> _WHAT YOU SHOULD DO_:
Give the number of lines in the records that include the word "Relaxed", and nothing besides.

START GIVEN RECORDS

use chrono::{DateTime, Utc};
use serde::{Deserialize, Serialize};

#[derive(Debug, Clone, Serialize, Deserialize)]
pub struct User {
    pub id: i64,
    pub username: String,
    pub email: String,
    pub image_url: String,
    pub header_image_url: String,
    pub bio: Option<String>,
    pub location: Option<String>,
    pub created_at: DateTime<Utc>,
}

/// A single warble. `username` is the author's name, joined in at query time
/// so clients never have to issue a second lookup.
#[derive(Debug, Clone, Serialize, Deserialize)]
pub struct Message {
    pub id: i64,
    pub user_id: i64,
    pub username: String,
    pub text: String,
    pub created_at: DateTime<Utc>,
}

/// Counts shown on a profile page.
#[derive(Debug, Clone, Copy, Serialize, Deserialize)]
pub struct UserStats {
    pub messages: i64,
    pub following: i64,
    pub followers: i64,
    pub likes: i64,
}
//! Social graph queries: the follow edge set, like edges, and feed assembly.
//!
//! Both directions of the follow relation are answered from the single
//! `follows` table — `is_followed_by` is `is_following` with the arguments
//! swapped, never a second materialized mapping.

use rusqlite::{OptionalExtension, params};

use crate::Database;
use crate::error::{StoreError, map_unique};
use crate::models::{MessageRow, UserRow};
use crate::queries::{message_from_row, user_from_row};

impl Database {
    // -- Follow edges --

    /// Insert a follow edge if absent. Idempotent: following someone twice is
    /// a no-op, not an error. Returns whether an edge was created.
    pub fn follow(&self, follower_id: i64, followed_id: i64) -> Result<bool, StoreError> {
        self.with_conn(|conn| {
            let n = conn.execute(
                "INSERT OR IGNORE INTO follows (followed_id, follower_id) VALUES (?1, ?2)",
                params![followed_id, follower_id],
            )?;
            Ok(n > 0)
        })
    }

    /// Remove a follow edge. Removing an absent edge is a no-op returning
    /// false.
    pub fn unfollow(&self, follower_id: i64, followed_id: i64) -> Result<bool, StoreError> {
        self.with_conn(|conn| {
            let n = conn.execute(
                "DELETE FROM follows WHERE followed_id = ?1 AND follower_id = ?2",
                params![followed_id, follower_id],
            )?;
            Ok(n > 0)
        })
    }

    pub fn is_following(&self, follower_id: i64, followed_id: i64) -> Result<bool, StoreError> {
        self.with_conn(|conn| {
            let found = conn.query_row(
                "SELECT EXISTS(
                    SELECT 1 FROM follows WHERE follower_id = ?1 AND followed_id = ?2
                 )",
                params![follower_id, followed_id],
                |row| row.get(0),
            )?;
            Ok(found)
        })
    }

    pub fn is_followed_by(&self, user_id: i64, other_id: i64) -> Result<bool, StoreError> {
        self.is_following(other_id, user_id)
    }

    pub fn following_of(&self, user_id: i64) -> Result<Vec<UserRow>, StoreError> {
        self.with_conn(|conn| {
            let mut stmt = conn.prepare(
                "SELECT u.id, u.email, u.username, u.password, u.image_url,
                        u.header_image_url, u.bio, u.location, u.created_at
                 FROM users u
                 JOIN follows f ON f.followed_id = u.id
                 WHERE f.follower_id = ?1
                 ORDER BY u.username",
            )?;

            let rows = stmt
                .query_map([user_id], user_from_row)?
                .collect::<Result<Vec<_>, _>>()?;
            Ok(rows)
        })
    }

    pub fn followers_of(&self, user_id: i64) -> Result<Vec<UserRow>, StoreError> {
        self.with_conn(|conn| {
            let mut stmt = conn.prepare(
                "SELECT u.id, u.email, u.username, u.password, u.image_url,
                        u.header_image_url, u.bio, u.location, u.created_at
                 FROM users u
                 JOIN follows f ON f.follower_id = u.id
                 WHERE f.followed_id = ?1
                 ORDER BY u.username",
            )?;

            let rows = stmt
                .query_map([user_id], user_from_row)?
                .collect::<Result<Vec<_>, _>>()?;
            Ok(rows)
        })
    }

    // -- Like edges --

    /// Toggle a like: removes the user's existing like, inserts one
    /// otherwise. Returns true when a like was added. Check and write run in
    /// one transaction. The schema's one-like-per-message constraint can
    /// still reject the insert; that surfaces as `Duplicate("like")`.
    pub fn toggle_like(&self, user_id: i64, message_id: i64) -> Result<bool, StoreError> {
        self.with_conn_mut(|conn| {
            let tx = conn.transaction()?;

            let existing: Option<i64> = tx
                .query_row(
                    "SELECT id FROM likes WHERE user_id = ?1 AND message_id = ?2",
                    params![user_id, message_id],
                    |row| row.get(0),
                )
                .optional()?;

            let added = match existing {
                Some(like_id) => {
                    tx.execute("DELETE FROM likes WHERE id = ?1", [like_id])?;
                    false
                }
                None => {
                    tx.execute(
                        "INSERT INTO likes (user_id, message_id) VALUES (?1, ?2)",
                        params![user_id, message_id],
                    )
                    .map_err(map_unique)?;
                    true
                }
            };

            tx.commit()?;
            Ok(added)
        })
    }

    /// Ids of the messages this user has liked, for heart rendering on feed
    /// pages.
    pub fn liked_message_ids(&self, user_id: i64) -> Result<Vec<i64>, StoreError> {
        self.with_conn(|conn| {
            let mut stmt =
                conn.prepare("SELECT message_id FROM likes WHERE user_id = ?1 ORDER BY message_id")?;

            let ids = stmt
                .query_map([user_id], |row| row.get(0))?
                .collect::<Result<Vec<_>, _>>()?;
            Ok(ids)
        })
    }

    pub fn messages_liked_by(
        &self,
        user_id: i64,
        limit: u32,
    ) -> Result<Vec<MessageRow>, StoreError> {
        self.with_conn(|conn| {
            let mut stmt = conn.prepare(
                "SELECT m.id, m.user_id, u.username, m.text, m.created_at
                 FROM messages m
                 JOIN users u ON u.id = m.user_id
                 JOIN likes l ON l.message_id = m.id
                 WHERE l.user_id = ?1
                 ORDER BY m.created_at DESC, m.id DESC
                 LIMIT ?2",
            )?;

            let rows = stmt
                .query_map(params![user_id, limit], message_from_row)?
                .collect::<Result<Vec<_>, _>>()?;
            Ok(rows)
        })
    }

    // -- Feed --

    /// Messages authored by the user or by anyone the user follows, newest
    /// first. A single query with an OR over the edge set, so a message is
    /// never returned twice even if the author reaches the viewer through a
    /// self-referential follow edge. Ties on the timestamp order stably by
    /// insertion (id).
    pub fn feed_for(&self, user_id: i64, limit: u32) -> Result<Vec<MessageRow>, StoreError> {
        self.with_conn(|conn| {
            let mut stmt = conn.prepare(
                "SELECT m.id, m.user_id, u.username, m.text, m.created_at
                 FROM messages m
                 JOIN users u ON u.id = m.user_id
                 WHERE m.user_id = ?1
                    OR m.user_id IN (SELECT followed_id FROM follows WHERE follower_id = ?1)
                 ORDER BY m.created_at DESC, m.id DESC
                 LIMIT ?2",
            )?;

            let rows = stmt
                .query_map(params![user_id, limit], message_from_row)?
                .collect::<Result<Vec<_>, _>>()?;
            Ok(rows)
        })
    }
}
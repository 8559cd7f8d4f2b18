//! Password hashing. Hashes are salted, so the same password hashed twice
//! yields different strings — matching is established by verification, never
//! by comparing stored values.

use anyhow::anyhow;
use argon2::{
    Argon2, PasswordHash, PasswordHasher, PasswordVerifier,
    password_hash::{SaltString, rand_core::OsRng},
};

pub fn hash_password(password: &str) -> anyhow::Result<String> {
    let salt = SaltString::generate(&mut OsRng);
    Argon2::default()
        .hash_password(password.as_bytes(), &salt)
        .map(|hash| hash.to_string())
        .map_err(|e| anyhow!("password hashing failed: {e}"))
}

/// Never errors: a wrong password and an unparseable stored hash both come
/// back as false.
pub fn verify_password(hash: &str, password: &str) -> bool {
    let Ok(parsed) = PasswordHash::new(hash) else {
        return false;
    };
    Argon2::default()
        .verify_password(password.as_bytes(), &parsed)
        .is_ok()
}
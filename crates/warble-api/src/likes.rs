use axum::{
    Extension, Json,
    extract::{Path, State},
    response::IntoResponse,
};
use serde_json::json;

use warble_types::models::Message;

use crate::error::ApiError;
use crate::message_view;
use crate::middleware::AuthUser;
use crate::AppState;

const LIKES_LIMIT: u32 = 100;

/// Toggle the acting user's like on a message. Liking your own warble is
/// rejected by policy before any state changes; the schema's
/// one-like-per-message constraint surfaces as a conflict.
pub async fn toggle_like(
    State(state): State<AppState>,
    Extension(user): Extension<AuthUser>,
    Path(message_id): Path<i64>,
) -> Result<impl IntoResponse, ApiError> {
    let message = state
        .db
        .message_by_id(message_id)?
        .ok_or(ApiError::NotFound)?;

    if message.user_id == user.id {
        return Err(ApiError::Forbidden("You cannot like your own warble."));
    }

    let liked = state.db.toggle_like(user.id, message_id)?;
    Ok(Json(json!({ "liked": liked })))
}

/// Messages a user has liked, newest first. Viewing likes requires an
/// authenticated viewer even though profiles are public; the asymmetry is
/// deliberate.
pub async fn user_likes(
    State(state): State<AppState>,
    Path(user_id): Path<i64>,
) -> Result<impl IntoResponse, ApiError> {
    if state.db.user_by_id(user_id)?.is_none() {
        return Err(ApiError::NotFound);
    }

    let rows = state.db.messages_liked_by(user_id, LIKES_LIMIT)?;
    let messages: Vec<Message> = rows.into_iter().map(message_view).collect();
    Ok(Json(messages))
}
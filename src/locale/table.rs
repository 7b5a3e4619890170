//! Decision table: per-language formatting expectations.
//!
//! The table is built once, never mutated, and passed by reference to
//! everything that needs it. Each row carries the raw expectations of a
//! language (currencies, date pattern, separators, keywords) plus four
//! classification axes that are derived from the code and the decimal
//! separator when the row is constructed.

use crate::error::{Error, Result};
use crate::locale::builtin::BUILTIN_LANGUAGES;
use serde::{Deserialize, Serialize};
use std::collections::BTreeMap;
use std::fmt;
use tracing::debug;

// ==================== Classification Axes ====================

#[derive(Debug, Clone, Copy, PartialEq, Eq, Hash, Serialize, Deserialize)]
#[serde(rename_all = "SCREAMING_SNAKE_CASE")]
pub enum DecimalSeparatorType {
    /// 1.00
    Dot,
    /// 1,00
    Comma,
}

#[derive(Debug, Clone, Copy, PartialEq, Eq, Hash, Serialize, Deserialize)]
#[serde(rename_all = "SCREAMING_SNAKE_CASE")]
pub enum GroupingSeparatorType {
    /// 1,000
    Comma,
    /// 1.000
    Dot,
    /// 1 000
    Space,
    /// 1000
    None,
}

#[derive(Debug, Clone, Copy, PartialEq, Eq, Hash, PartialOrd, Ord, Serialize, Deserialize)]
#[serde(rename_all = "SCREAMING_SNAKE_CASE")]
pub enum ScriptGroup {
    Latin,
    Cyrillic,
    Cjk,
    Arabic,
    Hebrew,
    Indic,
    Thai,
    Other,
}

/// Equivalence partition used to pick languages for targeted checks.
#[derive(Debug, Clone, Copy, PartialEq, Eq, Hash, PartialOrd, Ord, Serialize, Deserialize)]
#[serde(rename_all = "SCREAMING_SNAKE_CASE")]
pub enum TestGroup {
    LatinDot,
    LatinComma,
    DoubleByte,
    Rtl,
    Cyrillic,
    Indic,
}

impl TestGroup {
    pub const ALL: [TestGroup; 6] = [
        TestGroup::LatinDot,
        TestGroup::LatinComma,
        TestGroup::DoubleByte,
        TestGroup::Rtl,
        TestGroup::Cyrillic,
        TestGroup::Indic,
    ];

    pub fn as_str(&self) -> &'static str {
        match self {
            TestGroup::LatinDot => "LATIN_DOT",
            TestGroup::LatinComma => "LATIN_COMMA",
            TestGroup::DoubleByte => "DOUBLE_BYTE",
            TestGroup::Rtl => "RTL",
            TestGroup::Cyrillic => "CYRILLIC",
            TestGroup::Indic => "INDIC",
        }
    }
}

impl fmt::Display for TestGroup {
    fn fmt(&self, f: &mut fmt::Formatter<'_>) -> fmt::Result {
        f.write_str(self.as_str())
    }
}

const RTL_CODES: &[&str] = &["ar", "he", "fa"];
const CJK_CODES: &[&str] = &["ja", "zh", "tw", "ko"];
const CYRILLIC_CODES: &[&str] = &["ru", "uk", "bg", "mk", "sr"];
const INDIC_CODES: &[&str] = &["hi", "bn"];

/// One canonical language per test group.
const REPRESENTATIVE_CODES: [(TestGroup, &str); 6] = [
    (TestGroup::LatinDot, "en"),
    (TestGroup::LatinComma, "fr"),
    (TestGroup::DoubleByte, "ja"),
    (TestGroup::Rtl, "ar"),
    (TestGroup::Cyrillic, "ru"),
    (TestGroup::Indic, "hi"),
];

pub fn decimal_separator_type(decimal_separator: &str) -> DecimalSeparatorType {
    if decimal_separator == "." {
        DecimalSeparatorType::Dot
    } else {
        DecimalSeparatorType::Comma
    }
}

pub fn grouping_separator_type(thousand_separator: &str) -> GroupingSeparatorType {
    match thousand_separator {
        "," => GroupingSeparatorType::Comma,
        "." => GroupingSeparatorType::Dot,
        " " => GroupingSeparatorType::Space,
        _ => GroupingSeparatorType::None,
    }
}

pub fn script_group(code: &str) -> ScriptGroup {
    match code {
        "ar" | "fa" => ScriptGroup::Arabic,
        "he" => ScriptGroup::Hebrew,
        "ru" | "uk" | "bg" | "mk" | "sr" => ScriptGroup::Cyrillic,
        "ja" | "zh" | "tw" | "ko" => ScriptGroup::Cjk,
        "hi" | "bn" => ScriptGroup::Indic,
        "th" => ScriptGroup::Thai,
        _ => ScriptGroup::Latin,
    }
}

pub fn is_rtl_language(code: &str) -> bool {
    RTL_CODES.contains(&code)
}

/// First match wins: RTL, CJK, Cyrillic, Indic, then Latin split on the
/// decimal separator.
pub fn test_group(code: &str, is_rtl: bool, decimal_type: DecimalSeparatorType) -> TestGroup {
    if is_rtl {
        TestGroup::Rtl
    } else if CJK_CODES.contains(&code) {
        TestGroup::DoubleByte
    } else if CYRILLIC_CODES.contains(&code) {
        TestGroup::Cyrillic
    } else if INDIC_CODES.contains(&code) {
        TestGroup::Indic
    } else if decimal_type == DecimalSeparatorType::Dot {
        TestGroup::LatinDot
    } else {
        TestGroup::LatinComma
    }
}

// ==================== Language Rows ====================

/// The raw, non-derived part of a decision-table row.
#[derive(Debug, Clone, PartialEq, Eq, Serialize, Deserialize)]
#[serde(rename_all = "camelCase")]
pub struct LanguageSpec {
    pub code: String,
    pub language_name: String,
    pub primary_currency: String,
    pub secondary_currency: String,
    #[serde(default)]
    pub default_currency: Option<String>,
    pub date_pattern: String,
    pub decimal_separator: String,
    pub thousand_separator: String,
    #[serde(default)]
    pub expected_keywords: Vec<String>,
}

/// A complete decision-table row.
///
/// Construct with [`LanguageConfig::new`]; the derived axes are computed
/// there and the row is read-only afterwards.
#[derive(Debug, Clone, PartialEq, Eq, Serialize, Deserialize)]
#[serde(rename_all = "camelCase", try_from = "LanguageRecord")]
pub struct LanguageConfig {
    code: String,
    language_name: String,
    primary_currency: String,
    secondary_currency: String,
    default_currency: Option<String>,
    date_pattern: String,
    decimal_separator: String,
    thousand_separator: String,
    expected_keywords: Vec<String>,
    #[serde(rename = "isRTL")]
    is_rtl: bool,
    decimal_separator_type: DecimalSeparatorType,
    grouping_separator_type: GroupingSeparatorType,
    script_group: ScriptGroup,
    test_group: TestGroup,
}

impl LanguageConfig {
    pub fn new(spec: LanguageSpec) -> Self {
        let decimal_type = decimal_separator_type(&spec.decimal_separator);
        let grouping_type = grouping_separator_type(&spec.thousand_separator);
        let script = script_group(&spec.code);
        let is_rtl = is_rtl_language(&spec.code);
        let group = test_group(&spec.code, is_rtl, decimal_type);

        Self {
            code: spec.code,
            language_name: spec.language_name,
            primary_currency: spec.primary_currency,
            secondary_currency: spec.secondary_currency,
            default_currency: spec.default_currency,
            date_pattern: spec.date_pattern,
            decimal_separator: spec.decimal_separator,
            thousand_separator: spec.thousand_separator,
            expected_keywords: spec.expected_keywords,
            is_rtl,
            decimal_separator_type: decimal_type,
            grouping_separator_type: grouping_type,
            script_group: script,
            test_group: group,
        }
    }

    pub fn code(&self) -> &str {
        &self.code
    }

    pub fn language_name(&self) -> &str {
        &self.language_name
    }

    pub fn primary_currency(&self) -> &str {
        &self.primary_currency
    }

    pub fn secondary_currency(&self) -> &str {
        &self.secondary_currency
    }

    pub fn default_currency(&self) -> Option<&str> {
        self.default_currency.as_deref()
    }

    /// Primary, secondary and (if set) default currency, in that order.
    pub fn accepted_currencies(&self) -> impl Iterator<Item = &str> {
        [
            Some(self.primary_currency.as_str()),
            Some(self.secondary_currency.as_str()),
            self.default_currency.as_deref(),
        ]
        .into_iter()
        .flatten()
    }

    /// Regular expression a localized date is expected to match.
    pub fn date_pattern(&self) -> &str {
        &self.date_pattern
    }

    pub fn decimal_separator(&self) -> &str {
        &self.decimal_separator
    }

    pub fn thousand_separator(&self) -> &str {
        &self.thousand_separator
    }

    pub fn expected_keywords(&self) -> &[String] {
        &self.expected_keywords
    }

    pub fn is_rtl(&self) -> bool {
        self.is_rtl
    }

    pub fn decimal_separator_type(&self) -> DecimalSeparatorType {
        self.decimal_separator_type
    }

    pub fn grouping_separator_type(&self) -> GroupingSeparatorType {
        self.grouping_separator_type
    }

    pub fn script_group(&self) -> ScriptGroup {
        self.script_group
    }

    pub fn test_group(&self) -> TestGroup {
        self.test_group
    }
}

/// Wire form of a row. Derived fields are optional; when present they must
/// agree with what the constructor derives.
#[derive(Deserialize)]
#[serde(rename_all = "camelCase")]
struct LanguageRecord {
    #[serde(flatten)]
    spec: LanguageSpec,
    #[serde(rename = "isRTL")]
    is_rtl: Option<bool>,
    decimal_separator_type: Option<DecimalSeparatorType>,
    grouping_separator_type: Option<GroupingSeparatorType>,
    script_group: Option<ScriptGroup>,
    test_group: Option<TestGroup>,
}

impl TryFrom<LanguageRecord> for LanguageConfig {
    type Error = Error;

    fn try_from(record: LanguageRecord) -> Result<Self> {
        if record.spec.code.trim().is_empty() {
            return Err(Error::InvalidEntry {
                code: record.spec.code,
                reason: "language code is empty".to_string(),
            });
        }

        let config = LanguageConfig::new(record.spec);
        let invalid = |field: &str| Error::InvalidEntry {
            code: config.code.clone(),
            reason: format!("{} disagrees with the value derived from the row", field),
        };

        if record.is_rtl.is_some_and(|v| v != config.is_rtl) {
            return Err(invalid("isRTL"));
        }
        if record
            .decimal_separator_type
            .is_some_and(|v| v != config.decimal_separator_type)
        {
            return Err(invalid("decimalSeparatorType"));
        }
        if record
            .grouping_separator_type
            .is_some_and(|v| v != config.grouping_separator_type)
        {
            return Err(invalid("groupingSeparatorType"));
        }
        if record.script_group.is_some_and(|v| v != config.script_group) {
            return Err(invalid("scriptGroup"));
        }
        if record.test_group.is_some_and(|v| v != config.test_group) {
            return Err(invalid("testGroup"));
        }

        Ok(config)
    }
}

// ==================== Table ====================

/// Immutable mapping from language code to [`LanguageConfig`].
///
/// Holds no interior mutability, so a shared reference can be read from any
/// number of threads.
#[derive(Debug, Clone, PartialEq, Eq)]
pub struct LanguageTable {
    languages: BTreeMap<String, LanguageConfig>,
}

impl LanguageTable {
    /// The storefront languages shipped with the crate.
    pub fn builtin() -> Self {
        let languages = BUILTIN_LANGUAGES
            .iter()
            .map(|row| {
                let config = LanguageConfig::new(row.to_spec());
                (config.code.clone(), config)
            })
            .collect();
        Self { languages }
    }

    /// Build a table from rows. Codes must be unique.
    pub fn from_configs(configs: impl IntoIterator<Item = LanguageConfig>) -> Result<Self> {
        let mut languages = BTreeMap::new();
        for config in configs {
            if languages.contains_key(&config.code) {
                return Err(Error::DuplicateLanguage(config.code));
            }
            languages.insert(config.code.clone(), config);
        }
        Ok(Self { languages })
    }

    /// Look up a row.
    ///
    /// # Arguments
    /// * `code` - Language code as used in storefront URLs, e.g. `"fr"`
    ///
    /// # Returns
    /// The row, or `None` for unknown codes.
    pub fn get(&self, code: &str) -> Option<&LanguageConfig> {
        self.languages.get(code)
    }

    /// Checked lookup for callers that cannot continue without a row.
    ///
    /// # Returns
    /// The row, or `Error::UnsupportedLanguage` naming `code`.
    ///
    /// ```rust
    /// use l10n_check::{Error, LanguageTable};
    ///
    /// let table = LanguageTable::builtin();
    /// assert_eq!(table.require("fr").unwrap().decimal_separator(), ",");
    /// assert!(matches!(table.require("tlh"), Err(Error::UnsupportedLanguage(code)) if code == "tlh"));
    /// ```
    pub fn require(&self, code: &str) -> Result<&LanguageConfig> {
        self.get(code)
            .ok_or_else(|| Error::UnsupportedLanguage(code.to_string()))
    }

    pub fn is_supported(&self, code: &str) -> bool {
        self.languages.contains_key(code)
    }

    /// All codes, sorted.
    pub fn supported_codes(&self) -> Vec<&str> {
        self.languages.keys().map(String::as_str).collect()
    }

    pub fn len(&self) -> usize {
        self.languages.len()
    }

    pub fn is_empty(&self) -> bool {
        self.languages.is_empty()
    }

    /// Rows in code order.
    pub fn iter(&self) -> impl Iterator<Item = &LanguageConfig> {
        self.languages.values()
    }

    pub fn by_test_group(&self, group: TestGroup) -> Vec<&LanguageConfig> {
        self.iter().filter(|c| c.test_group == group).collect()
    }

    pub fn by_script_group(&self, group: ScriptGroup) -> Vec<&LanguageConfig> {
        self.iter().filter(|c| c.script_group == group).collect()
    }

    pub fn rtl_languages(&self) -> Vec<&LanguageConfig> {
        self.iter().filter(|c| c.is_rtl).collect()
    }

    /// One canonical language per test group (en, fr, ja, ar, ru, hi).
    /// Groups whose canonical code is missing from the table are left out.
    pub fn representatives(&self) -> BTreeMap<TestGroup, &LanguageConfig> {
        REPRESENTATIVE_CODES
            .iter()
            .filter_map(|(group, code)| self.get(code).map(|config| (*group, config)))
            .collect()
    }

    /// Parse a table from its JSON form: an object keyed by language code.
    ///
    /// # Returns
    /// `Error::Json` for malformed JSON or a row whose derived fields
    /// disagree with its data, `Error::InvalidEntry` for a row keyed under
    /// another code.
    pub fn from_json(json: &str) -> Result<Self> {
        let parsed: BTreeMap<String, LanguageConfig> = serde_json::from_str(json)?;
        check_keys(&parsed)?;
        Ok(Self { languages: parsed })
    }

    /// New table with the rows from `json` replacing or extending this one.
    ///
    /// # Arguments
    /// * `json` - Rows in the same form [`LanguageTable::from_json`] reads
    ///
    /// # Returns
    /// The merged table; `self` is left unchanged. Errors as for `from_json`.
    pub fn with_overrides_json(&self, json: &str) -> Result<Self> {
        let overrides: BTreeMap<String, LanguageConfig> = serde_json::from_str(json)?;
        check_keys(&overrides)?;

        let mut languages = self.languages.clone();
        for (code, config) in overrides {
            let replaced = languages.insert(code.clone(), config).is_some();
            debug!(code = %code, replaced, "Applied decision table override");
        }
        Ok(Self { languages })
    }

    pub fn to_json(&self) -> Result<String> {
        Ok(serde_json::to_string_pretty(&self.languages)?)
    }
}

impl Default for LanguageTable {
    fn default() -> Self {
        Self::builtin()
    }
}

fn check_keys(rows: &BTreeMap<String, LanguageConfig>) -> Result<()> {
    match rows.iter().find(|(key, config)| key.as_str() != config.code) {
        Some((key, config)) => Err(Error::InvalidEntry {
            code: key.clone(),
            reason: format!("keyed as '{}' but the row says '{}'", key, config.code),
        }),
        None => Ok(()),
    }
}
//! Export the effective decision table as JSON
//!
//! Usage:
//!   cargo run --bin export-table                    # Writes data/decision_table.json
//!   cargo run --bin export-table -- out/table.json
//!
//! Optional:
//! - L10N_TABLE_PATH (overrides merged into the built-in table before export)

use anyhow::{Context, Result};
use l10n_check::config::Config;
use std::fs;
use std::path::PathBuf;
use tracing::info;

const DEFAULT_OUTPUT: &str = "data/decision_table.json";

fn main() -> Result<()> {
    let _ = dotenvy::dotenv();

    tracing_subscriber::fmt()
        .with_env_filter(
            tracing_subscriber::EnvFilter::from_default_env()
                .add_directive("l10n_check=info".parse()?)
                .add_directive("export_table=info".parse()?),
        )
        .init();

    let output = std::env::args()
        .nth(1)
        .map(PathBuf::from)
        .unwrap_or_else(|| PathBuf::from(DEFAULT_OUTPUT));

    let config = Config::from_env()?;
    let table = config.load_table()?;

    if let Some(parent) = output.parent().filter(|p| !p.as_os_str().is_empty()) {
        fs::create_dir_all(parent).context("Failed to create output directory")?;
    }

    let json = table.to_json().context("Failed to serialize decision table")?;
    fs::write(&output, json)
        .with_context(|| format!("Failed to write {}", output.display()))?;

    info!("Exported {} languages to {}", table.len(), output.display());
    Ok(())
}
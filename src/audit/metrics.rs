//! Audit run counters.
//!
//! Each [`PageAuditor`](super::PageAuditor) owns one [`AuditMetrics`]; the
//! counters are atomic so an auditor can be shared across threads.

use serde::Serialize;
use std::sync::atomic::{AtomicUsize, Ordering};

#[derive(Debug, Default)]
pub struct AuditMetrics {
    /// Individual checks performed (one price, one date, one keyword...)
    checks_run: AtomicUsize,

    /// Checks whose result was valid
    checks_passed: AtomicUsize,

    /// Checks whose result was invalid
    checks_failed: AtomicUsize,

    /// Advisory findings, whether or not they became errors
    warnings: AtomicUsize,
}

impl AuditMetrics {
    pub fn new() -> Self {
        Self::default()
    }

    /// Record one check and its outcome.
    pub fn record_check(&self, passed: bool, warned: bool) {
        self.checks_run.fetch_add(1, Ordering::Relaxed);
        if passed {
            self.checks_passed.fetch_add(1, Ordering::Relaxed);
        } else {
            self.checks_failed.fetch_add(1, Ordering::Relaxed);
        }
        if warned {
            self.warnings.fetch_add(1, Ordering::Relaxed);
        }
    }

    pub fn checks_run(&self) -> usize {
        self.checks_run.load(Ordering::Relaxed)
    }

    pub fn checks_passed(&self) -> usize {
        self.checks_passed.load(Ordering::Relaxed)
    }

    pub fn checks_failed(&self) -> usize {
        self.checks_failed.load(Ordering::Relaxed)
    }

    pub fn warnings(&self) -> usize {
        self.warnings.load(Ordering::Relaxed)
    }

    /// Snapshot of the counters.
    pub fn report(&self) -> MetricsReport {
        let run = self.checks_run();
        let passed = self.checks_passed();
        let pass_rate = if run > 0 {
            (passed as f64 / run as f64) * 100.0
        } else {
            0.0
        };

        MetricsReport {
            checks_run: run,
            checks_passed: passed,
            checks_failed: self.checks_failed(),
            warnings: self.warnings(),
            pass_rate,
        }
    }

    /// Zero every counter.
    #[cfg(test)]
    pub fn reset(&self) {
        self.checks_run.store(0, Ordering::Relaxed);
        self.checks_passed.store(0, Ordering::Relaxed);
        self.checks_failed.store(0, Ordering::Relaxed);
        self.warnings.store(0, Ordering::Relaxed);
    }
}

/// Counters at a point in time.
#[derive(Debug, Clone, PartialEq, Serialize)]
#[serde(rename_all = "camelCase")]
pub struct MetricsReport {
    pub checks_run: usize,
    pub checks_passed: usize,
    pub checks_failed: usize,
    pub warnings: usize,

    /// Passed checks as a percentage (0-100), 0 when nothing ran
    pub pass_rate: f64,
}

END GIVEN RECORDS

> _WRITTEN ANSWER_:
12